_Data for this exercise_
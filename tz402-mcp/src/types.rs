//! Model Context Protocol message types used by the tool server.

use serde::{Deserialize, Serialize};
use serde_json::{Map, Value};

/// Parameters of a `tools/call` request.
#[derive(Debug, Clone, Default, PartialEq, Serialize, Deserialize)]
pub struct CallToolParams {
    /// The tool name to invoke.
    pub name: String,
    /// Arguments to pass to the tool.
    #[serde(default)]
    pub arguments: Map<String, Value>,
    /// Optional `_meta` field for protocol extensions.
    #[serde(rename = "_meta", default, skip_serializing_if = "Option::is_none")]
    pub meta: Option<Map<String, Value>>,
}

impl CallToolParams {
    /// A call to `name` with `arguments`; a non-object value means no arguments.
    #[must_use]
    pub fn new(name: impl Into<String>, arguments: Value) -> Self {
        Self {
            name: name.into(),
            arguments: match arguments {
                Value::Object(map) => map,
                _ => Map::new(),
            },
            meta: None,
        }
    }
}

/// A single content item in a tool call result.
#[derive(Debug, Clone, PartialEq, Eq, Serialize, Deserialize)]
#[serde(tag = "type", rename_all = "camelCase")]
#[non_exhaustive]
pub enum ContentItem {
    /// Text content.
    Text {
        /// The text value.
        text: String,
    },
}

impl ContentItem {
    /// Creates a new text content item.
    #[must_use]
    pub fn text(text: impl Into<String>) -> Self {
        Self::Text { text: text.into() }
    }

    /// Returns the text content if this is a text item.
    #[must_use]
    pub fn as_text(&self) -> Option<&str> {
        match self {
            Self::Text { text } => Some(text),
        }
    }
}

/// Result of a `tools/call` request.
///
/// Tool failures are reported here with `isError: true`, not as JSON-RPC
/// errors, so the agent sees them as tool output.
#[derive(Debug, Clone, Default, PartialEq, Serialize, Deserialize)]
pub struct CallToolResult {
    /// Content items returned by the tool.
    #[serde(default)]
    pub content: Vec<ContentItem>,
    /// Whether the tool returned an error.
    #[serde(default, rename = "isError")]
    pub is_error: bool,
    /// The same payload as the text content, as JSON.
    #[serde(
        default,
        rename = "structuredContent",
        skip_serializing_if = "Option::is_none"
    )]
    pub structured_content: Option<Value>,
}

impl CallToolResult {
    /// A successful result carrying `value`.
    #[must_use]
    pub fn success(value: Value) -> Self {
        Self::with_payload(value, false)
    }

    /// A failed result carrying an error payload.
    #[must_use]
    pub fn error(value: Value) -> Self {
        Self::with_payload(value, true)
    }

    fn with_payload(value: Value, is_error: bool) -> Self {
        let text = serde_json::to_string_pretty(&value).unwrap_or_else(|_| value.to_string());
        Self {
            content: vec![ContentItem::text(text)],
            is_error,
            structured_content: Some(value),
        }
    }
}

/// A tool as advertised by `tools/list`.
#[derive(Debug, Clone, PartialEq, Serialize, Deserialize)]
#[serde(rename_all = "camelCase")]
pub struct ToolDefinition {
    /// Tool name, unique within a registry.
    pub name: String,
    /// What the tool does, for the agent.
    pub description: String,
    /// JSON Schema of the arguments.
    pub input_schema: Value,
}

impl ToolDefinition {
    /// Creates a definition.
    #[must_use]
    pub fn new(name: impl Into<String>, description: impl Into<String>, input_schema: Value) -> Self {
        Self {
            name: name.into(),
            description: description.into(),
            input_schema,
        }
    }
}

_Exercise prompt_
Where in the entries above does the word "ToolDefinition" appear? Copy each line that has it.

_Exercise result_
pub struct ToolDefinition {
impl ToolDefinition {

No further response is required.